> **What to work on**:
The line that contains "retained. The visible" marks the end: retype the data below exactly from its first line through that line.

> **Material to process**:

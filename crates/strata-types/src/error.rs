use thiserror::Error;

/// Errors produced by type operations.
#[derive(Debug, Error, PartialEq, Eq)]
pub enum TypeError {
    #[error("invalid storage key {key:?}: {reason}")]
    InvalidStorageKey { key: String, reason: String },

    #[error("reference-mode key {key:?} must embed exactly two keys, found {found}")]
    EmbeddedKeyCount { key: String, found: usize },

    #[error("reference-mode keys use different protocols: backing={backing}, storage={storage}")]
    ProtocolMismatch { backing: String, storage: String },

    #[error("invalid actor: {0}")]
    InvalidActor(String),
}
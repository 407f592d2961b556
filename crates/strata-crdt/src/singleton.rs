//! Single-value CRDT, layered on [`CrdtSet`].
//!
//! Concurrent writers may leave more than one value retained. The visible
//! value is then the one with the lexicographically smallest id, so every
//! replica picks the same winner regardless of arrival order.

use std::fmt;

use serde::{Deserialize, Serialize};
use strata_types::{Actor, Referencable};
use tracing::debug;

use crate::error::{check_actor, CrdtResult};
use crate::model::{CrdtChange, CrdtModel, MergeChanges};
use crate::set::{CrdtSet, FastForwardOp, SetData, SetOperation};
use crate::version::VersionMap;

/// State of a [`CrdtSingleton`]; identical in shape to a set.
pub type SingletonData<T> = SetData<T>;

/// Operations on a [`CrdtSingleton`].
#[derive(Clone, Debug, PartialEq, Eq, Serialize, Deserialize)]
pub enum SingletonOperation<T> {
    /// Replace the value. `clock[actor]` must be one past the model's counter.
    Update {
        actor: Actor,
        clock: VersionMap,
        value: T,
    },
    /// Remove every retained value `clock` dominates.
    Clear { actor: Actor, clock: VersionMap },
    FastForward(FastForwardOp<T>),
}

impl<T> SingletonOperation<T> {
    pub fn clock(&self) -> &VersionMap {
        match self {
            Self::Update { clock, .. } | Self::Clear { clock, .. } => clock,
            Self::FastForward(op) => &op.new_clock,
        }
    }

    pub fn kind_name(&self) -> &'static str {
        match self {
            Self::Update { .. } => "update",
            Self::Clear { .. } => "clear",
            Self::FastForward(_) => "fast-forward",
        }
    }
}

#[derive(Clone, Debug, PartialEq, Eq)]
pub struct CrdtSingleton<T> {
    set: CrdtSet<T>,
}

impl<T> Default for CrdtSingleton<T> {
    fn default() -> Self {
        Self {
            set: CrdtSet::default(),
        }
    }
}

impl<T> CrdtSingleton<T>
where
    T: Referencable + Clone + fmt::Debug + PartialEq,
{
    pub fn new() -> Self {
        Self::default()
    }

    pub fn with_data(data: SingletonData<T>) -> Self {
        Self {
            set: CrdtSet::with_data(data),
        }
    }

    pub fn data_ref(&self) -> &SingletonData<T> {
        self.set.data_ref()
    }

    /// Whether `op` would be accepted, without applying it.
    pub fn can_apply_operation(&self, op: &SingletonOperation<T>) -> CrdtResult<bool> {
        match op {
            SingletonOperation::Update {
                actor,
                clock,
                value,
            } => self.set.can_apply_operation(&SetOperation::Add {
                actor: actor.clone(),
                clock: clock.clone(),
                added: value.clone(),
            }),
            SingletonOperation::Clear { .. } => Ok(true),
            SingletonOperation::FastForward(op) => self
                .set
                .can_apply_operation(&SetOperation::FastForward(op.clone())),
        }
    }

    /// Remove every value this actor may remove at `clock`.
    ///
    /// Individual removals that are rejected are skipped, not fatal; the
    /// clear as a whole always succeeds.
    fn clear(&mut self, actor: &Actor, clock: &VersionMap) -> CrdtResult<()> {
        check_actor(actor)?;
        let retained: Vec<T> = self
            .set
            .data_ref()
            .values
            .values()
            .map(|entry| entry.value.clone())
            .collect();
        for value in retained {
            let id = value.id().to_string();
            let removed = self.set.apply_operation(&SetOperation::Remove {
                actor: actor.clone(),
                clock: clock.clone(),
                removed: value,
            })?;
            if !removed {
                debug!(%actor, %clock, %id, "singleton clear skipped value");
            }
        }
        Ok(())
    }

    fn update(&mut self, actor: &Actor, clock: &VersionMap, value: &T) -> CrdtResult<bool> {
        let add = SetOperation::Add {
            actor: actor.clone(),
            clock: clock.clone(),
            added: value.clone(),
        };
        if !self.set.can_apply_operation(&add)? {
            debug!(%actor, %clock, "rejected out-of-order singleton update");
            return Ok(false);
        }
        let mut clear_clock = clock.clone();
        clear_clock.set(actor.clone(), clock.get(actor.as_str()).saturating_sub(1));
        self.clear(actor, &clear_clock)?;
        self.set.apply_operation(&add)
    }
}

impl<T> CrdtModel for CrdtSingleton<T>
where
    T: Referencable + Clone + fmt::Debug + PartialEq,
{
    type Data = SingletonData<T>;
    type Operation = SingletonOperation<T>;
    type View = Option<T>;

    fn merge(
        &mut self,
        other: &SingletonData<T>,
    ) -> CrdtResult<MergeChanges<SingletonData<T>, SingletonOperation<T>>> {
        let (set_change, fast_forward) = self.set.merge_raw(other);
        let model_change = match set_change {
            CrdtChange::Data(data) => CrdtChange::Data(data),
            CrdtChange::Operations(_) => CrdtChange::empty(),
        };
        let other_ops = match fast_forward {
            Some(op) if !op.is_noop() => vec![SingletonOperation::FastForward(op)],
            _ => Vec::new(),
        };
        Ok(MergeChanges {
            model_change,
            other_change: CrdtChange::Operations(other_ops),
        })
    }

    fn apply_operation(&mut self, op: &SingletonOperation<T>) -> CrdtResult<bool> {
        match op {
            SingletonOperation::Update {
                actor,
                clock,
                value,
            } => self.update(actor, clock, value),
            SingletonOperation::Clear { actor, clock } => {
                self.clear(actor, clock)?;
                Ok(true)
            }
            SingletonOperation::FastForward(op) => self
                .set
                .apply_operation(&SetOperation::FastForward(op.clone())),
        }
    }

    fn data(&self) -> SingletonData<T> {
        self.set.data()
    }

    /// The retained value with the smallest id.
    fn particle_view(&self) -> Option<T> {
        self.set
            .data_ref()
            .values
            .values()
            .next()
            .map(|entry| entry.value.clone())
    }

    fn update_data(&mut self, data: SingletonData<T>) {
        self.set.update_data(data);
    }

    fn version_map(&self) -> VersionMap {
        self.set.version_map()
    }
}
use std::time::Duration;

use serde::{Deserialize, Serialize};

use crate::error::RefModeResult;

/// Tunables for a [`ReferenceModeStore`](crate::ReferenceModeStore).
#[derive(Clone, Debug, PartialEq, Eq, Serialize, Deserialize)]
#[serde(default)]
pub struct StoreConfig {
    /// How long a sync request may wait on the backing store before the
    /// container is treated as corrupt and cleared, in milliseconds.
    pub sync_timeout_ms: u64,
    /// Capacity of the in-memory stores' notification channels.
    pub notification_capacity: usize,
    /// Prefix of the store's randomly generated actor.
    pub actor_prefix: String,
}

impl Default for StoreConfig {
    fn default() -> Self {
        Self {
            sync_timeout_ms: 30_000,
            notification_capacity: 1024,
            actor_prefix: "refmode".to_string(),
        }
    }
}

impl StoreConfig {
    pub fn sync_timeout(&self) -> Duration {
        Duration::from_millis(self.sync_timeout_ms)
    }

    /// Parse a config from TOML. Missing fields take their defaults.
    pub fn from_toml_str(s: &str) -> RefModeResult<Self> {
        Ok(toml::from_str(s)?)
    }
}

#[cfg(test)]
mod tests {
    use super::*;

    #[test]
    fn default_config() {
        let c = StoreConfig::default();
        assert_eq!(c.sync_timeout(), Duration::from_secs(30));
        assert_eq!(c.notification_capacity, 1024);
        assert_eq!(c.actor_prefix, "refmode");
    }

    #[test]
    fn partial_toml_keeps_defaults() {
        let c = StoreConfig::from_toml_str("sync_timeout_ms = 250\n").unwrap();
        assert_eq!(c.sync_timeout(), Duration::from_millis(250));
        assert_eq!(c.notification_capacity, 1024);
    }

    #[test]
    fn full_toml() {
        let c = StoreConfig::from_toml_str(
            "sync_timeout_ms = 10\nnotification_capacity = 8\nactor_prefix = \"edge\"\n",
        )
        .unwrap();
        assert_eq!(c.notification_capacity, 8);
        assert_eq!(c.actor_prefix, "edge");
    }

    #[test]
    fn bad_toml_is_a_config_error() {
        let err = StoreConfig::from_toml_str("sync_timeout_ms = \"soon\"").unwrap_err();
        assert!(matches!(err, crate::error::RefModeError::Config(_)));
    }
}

> **Response to the task**:
filename crates/strata-types/src/error.rs
use thiserror::Error;

/// Errors produced by type operations.
#[derive(Debug, Error, PartialEq, Eq)]
pub enum TypeError {
    #[error("invalid storage key {key:?}: {reason}")]
    InvalidStorageKey { key: String, reason: String },

    #[error("reference-mode key {key:?} must embed exactly two keys, found {found}")]
    EmbeddedKeyCount { key: String, found: usize },

    #[error("reference-mode keys use different protocols: backing={backing}, storage={storage}")]
    ProtocolMismatch { backing: String, storage: String },

    #[error("invalid actor: {0}")]
    InvalidActor(String),
}
repository 407f592d2961b556
filename crates/strata-crdt/src/singleton.rs
//! Single-value CRDT, layered on [`CrdtSet`].
//!
//! Concurrent writers may leave more than one value retained. The visible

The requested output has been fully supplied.